Last year, the country and mainstream citizens questioned and condemned the process of emergency government procurement tenders to source medicines, protective equipment, medical supplies and equipment and laboratory supplies in 2020 to fight the Covid-19 pandemic at a cost of more than Rs 1 billion to the public Exchequer from a nondescript array of suppliers. As a consequence, 50 ventilators purchased since 31 July 2020 at a cost of Rs 80 million lie distressed and uncommissioned by the suppliers. There was a public outcry at the questionable manner government emergency procurement tenders were organized and the purported links with the suspect deaths of a political activist and persons involved in the tender process. More than a year later, the various investigations to get to the bottom of these allegations remain stalled.
Since the beginning of the pandemic last year, the government has repeatedly touted the decisive role of the Covid-19 High powered Committee chaired by the Prime Minister which takes all decisions regarding the management of pandemic in the country. People were therefore obviously taken aback by the Prime Minister’s admission this week that he was not aware of the information relating to the purchase of Molnupiravir revealed in Parliament and that after examining the procurement file with the Minister of Health, they had decided to refer the whole case to ICAC for investigation. The government has therefore decided to keep the payment of the controversial purchase made, in abeyance.
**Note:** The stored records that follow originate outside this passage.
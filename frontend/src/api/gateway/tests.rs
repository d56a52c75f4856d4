use super::*;
use crate::api::error::ApiErrorKind;
use crate::api::transport::tests::{MockContext, MockTransport};
use crate::web::storage::tests::MemoryTokens;
use std::rc::Rc;

// =========================================================
// Helpers
// =========================================================

fn setup(
    access: Option<&str>,
    refresh: Option<&str>,
) -> (Rc<MockContext>, ApiGateway<MockTransport, MemoryTokens>) {
    let ctx = MockContext::new();
    let gateway = ApiGateway::new(
        MockTransport::new(ctx.clone()),
        MemoryTokens::with_tokens(access, refresh),
        "http://api.test",
    );
    (ctx, gateway)
}

#[derive(serde::Deserialize)]
struct Echo {
    ok: bool,
}

// =========================================================
// Request interceptor
// =========================================================

#[tokio::test]
async fn attaches_bearer_when_token_present() {
    let (ctx, gateway) = setup(Some("tok-1"), None);
    ctx.push_response(200, r#"{"ok":true}"#);

    let echo: Echo = gateway.get_json("/api/auth/users/").await.unwrap();
    assert!(echo.ok);

    let request = ctx.request(0);
    assert_eq!(request.bearer.as_deref(), Some("tok-1"));
    assert_eq!(request.url, "http://api.test/api/auth/users/");
    assert_eq!(request.method, HttpMethod::Get);
}

#[tokio::test]
async fn anonymous_requests_carry_no_bearer() {
    let (ctx, gateway) = setup(None, None);
    ctx.push_response(200, r#"{"ok":true}"#);

    let _: Echo = gateway.get_json("/api/clients/").await.unwrap();
    assert_eq!(ctx.request(0).bearer, None);
}

#[tokio::test]
async fn base_url_trailing_slash_is_normalized() {
    let ctx = MockContext::new();
    let gateway = ApiGateway::new(
        MockTransport::new(ctx.clone()),
        MemoryTokens::new(),
        "http://api.test/",
    );
    ctx.push_response(200, r#"{"ok":true}"#);

    let _: Echo = gateway.get_json("/api/clients/").await.unwrap();
    assert_eq!(ctx.request(0).url, "http://api.test/api/clients/");
}

// =========================================================
// Response interceptor: refresh & replay
// =========================================================

#[tokio::test]
async fn refresh_then_replay_exactly_once() {
    let (ctx, gateway) = setup(Some("stale"), Some("ref-1"));
    ctx.push_response(401, r#"{"detail":"token expired"}"#);
    ctx.push_response(200, r#"{"access":"fresh"}"#);
    ctx.push_response(200, r#"{"ok":true}"#);

    let echo: Echo = gateway.get_json("/api/reports/").await.unwrap();
    assert!(echo.ok);
    assert_eq!(ctx.request_count(), 3);

    // Original request with the stale token
    assert_eq!(ctx.request(0).bearer.as_deref(), Some("stale"));

    // Refresh call is anonymous and hits the refresh endpoint
    let refresh = ctx.request(1);
    assert_eq!(refresh.url, "http://api.test/api/auth/token/refresh/");
    assert_eq!(refresh.bearer, None);
    assert!(refresh.body.as_deref().unwrap().contains("ref-1"));

    // Replay carries the new token and the new token is persisted
    assert_eq!(ctx.request(2).bearer.as_deref(), Some("fresh"));
    assert_eq!(gateway.tokens().access_token().as_deref(), Some("fresh"));
    assert_eq!(gateway.tokens().refresh_token().as_deref(), Some("ref-1"));
}

#[tokio::test]
async fn replay_keeps_method_and_body() {
    let (ctx, gateway) = setup(Some("stale"), Some("ref-1"));
    ctx.push_response(401, "{}");
    ctx.push_response(200, r#"{"access":"fresh"}"#);
    ctx.push_response(200, r#"{"ok":true}"#);

    let body = serde_json::json!({"company_name": "Acme"});
    let _: Echo = gateway.post_json("/api/clients/", &body).await.unwrap();

    let original = ctx.request(0);
    let replay = ctx.request(2);
    assert_eq!(replay.method, HttpMethod::Post);
    assert_eq!(replay.url, original.url);
    assert_eq!(replay.body, original.body);
}

#[tokio::test]
async fn failed_refresh_clears_tokens_and_propagates_original() {
    let (ctx, gateway) = setup(Some("stale"), Some("ref-1"));
    ctx.push_response(401, r#"{"detail":"token expired"}"#);
    ctx.push_response(401, r#"{"detail":"refresh expired"}"#);

    let err = gateway.get_json::<Echo>("/api/reports/").await.unwrap_err();
    assert!(err.is_unauthorized());
    // Original body message, not the refresh endpoint's
    assert_eq!(err.message, "token expired");
    assert_eq!(ctx.request_count(), 2);

    assert_eq!(gateway.tokens().access_token(), None);
    assert_eq!(gateway.tokens().refresh_token(), None);
}

#[tokio::test]
async fn replayed_401_is_not_refreshed_again() {
    let (ctx, gateway) = setup(Some("stale"), Some("ref-1"));
    ctx.push_response(401, "{}");
    ctx.push_response(200, r#"{"access":"fresh"}"#);
    ctx.push_response(401, r#"{"detail":"still denied"}"#);

    let err = gateway.get_json::<Echo>("/api/reports/").await.unwrap_err();
    assert!(err.is_unauthorized());
    // Exactly three wire calls: original, refresh, replay
    assert_eq!(ctx.request_count(), 3);
    // The successful refresh result stays persisted
    assert_eq!(gateway.tokens().access_token().as_deref(), Some("fresh"));
    assert_eq!(gateway.tokens().refresh_token().as_deref(), Some("ref-1"));
}

#[tokio::test]
async fn missing_refresh_token_propagates_401_untouched() {
    let (ctx, gateway) = setup(Some("stale"), None);
    ctx.push_response(401, r#"{"detail":"token expired"}"#);

    let err = gateway.get_json::<Echo>("/api/reports/").await.unwrap_err();
    assert!(err.is_unauthorized());
    assert_eq!(ctx.request_count(), 1);
    // No refresh attempt, so nothing is cleared
    assert_eq!(gateway.tokens().access_token().as_deref(), Some("stale"));
}

#[tokio::test]
async fn refresh_transport_error_counts_as_failure() {
    let (ctx, gateway) = setup(Some("stale"), Some("ref-1"));
    ctx.push_response(401, "{}");
    ctx.push_error(ApiError::network("connection reset"));

    let err = gateway.get_json::<Echo>("/api/reports/").await.unwrap_err();
    assert!(err.is_unauthorized());
    assert_eq!(gateway.tokens().access_token(), None);
    assert_eq!(gateway.tokens().refresh_token(), None);
}

// =========================================================
// Decoding
// =========================================================

#[tokio::test]
async fn non_401_errors_pass_through() {
    let (ctx, gateway) = setup(Some("tok-1"), Some("ref-1"));
    ctx.push_response(500, r#"{"message":"boom"}"#);

    let err = gateway.get_json::<Echo>("/api/clients/").await.unwrap_err();
    assert_eq!(err.status_code(), Some(500));
    assert_eq!(err.message, "boom");
    assert_eq!(ctx.request_count(), 1);
}

#[tokio::test]
async fn error_without_body_gets_generic_message() {
    let (ctx, gateway) = setup(None, None);
    ctx.push_response(502, "");

    let err = gateway.get_json::<Echo>("/api/clients/").await.unwrap_err();
    assert_eq!(err.message, "request failed with status 502");
}

#[tokio::test]
async fn invalid_json_is_a_serialization_error() {
    let (ctx, gateway) = setup(None, None);
    ctx.push_response(200, "<html>not json</html>");

    let err = gateway.get_json::<Echo>("/api/clients/").await.unwrap_err();
    assert_eq!(err.kind, ApiErrorKind::Serialization);
}

#[tokio::test]
async fn delete_succeeds_on_empty_204() {
    let (ctx, gateway) = setup(Some("tok-1"), None);
    ctx.push_response(204, "");

    gateway.delete("/api/clients/c1/").await.unwrap();
    assert_eq!(ctx.request(0).method, HttpMethod::Delete);
}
Is there no pilot in the cockpit?
This flabbergasting situation obviously raises questions about the decision making process of the High powered Committee. Is the Committee not the final arbiter of all the key decisions relating to the management of the pandemic in the country? In the space of some 17 months, the process of emergency procurement of medical supplies, equipment and medicine has once again been plagued by allegations of wrongdoing. Is there no transparency and accountability and commercial oversight of the emergency procurement decisions taken? Is there not an informed appraisal of the scientific findings on the evolution of the Covid-19 pandemic, variants, efficacy of new drugs and the state of infection in the countries which are our main sources of tourists before decisions are taken?
It is patently evident that a system of governance based on nepotism and the appointment of the coterie or the party faithful to head key institutions of the country or to cushy government posts is the root cause of the systemic failings of the government decision making process and the ineptitude which undermines the management of the affairs of the state. The country cannot continue to pay a heavy price for incompetence and costly blunders at the expense of public funds. Such a decried system of governance is untenable.
It is also evident that the lack of strict transparency and accountability rules in the government decision making process as well as robust checks and balances to stem malpractices offer a field day for unbridled greed and profiteering. It is above all particularly galling that investigations to nab and bring culprits to justice are inordinately protracted. This cannot go on.
As a nation, we cannot accept the hollow rhetoric about eliminating corruption, graft and ensuring absolute transparency and accountability of the government decision making process and public expenditure when the country continues to be plagued by an endless array of costly scandals.
In a context where more than 60% of income earners obtaining up to Rs 20,000 per month are eking out a living in a context of unchecked and continuously escalating prices of essential existential needs, people are obviously up in arms at such decried scandals and greedy profiteering on drugs meant to fight the pandemic and save lives There is a rising feeling of revolt in the country as this umpteenth scandal is the last straw.